* **DIRECTIONS FOR THIS TASK**: Search the entries below for the word "operation", then copy each line in which it is found.

[Opening INFORMATION SUPPLIED section]

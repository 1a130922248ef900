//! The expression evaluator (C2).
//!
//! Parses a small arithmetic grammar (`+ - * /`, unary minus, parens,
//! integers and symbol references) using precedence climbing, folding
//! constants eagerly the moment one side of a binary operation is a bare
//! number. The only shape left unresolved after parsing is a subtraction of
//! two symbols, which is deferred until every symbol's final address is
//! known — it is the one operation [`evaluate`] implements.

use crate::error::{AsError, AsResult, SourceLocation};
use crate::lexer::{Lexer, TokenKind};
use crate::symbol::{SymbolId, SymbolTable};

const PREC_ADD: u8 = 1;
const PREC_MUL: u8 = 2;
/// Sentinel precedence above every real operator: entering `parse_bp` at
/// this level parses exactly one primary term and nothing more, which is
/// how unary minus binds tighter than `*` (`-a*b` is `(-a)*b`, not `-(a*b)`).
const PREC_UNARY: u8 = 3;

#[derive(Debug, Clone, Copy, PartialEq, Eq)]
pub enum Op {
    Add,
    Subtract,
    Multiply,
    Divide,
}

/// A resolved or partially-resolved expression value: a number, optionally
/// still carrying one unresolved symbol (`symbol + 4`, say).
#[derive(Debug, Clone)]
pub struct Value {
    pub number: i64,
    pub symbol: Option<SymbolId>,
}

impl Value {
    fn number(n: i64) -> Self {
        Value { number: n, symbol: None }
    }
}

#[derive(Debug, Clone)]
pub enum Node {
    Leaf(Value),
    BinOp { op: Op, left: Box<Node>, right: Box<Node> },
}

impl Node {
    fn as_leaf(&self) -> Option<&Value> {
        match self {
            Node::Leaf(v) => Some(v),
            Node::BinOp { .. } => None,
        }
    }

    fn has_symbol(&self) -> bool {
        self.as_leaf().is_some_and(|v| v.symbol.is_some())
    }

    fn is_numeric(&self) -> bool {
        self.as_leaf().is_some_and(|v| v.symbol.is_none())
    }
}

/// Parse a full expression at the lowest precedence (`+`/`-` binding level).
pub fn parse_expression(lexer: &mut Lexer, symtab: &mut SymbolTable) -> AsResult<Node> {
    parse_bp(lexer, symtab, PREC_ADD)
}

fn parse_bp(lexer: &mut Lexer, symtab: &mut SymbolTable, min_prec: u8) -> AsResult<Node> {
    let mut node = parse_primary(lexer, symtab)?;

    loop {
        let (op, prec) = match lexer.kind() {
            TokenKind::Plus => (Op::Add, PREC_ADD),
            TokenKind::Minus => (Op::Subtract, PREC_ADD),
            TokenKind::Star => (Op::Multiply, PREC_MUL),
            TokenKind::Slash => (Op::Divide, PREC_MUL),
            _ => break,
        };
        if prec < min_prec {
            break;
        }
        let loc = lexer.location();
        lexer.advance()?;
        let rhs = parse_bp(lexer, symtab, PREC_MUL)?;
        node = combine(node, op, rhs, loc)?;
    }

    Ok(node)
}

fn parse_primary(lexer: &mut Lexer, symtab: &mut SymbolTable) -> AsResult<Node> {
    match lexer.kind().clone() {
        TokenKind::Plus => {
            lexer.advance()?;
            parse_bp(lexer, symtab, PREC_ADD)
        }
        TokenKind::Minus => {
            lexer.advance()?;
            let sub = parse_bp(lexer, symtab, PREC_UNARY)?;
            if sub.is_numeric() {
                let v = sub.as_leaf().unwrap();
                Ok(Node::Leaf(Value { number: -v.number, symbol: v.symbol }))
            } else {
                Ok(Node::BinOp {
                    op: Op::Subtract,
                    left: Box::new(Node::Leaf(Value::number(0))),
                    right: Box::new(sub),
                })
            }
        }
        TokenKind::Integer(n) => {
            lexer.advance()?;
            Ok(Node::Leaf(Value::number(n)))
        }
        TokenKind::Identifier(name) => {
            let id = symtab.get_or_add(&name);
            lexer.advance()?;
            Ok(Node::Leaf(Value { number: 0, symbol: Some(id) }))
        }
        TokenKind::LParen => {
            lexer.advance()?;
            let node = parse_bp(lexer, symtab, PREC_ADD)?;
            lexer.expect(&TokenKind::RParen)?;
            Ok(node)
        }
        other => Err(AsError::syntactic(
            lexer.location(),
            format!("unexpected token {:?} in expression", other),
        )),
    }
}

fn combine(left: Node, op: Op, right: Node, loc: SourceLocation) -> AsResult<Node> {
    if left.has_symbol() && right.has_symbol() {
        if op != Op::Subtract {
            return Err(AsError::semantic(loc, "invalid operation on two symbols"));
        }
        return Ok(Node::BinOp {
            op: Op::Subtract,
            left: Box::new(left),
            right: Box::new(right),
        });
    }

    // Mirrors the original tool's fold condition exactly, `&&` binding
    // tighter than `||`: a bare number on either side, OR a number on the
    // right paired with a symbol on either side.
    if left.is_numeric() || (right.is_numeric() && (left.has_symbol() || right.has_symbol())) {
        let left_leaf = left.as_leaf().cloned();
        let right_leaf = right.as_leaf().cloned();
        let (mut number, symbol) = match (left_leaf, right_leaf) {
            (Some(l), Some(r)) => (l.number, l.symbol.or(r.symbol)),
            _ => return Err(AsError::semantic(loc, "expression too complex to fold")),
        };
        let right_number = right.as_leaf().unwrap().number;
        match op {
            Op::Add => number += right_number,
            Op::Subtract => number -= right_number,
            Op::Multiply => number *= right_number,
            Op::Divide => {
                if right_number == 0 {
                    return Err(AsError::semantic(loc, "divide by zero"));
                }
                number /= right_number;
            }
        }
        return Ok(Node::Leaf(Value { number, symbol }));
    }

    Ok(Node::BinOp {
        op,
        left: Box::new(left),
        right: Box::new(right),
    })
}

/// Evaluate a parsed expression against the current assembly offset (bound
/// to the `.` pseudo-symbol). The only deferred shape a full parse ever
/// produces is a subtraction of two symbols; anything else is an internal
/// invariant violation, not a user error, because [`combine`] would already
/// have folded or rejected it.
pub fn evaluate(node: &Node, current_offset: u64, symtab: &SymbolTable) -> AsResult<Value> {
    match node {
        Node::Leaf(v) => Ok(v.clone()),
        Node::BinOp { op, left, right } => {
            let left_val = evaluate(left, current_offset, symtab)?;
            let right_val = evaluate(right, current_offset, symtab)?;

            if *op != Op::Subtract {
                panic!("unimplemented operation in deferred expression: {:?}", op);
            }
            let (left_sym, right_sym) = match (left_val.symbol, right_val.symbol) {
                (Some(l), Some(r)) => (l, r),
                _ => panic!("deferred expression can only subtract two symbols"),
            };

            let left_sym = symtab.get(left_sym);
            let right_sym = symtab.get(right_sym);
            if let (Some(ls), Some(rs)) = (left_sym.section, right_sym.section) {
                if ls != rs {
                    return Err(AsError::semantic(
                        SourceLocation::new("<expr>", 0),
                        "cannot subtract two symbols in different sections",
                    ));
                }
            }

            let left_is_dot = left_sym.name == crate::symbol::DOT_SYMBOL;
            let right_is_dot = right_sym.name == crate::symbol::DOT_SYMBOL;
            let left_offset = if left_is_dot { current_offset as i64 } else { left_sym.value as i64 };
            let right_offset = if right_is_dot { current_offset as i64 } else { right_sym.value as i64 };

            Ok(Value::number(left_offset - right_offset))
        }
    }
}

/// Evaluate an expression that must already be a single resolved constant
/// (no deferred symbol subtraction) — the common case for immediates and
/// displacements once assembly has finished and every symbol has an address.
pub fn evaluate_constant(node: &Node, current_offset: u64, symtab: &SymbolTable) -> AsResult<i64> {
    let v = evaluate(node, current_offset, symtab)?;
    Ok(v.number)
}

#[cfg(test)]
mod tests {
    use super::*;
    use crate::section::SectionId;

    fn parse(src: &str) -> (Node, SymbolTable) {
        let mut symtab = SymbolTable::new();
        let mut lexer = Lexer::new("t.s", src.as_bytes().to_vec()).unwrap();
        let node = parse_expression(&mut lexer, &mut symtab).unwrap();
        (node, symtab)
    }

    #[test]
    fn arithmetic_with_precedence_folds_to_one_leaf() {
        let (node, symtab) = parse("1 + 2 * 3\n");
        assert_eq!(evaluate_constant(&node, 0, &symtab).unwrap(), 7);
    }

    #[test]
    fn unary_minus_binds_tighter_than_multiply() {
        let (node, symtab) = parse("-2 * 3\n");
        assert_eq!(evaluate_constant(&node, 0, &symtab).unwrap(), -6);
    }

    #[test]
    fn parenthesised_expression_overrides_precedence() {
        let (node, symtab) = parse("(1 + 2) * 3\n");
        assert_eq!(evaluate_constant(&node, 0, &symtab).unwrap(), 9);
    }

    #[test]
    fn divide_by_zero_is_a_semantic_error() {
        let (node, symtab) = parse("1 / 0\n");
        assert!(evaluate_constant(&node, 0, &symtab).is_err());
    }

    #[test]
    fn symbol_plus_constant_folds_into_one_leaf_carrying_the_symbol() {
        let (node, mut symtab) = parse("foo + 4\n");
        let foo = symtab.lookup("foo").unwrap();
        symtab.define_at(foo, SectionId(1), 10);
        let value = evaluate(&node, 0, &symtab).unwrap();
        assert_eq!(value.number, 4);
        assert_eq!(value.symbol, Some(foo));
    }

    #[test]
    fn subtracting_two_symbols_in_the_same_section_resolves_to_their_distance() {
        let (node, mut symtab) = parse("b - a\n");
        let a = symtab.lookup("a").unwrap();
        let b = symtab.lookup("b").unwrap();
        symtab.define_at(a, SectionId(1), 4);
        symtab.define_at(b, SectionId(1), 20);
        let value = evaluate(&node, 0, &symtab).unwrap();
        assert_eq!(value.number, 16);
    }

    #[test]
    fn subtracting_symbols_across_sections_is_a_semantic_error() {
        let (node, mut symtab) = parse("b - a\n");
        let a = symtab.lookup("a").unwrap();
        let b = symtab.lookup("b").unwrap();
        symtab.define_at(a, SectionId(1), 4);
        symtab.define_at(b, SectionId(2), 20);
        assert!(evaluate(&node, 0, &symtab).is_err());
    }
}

[Closing INFORMATION SUPPLIED section]
[Opening INFORMATION SUPPLIED section]

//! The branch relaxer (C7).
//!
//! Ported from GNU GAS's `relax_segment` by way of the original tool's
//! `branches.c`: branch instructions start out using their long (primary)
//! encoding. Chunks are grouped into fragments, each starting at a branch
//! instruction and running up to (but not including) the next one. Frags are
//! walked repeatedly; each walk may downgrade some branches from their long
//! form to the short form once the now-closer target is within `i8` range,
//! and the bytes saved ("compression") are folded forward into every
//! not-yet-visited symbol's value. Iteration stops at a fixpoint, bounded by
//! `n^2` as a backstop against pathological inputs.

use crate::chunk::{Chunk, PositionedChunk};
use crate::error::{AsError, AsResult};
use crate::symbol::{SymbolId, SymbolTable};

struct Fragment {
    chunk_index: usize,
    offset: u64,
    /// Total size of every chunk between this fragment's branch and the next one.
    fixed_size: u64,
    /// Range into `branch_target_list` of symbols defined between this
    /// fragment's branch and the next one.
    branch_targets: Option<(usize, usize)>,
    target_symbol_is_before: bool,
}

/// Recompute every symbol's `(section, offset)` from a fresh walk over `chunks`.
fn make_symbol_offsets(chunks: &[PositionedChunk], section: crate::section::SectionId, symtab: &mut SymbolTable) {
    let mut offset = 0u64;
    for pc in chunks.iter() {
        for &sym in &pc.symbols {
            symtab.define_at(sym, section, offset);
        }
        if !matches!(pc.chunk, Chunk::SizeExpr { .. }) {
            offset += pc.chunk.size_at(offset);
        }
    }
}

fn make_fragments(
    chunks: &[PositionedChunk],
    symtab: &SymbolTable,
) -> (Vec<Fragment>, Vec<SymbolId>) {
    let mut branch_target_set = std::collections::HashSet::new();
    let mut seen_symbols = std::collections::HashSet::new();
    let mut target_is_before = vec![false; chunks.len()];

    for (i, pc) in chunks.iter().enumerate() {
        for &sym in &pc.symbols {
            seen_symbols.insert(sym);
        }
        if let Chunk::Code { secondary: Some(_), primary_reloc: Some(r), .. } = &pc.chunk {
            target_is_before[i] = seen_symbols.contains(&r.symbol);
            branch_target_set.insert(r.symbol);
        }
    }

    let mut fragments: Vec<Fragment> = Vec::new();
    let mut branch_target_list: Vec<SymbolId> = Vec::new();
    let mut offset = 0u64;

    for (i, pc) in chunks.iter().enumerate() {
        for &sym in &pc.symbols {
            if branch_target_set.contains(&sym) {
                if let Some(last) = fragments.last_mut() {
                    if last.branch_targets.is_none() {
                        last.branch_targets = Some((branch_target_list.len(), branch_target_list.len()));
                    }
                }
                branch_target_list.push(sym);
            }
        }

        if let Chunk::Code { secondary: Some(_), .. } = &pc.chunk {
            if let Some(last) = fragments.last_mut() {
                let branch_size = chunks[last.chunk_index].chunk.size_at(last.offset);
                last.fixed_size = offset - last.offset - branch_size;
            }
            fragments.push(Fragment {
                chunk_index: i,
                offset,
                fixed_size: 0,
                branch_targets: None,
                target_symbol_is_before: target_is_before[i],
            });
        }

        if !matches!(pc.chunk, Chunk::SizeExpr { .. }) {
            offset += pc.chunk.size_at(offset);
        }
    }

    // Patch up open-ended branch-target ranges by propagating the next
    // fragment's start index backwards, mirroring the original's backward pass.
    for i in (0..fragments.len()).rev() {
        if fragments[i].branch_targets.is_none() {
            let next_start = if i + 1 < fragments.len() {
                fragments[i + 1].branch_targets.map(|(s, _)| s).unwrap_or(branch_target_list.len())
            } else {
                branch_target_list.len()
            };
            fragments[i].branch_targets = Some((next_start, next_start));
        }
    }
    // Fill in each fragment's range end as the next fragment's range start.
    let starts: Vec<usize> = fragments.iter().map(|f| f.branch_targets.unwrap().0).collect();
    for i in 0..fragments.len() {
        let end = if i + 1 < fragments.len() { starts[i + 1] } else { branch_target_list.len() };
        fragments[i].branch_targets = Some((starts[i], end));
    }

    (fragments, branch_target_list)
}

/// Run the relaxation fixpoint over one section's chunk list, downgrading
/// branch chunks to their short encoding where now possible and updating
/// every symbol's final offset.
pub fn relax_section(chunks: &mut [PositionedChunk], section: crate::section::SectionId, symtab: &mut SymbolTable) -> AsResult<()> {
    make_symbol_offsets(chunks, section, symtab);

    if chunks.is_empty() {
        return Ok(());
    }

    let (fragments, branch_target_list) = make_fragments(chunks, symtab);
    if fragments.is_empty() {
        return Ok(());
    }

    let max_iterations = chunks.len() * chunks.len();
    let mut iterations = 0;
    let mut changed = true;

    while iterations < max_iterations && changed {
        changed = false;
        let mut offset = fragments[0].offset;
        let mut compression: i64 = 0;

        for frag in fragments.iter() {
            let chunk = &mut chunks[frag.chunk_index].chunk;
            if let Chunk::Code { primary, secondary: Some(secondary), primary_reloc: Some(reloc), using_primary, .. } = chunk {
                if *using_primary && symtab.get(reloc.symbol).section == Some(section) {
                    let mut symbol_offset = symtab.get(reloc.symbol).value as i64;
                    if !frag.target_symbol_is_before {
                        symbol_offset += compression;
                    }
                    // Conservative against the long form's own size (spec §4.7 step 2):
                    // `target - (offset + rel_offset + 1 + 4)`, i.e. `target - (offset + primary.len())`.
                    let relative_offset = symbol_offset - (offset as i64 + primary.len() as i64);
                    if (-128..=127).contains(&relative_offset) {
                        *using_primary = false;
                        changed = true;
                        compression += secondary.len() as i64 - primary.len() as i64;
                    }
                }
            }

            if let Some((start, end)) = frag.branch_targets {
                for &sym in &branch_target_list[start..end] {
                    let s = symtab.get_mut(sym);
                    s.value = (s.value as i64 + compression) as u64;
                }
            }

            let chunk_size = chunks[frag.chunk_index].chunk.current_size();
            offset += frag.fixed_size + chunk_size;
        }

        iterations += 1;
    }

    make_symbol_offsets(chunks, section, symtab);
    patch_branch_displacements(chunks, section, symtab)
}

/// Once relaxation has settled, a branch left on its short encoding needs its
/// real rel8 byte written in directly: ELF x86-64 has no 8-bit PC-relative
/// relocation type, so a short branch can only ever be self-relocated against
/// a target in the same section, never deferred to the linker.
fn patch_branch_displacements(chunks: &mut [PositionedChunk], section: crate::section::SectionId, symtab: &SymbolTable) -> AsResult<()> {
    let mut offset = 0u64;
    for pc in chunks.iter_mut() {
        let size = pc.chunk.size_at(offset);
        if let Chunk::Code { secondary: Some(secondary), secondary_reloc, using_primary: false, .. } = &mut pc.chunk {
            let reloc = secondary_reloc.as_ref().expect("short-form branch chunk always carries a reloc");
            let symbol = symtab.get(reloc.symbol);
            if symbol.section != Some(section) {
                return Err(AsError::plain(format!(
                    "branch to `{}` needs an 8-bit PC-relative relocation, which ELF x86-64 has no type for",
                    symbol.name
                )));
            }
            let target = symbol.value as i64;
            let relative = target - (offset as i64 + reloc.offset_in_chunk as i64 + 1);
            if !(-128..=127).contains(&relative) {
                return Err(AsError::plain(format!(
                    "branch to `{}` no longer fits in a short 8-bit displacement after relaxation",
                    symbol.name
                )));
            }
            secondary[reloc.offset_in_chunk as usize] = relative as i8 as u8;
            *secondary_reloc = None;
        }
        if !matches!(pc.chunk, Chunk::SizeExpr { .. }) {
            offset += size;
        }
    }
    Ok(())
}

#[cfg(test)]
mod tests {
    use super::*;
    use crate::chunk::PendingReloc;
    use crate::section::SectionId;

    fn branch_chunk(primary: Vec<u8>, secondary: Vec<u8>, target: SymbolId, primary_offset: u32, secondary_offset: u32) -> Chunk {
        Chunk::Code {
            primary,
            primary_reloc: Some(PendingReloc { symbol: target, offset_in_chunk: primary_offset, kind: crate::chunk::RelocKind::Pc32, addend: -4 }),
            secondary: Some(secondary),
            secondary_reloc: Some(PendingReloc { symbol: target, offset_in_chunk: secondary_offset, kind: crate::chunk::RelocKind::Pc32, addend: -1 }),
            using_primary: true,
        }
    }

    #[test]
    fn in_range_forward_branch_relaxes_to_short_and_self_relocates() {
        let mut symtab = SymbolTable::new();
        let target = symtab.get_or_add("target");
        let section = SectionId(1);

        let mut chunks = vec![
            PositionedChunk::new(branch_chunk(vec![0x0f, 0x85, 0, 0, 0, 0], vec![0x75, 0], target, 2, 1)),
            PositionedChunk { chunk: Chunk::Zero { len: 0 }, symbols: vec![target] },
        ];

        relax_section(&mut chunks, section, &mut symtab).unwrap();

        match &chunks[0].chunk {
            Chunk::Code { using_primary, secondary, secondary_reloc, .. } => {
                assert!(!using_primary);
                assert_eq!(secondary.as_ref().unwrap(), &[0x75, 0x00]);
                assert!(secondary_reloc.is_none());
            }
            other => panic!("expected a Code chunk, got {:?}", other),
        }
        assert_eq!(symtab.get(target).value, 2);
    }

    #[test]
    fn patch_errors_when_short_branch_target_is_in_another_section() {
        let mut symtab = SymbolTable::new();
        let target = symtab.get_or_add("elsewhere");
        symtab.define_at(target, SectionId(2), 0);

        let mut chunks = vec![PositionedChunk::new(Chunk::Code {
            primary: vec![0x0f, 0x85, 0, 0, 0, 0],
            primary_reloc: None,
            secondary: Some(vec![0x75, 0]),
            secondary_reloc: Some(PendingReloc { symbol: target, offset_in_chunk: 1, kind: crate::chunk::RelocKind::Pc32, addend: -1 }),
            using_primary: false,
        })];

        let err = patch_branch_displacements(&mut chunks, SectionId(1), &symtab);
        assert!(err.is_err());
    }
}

[Closing INFORMATION SUPPLIED section]

* **EXPECTED ANSWER**:
//! constants eagerly the moment one side of a binary operation is a bare
//! known — it is the one operation [`evaluate`] implements.
            return Err(AsError::semantic(loc, "invalid operation on two symbols"));
                panic!("unimplemented operation in deferred expression: {:?}", op);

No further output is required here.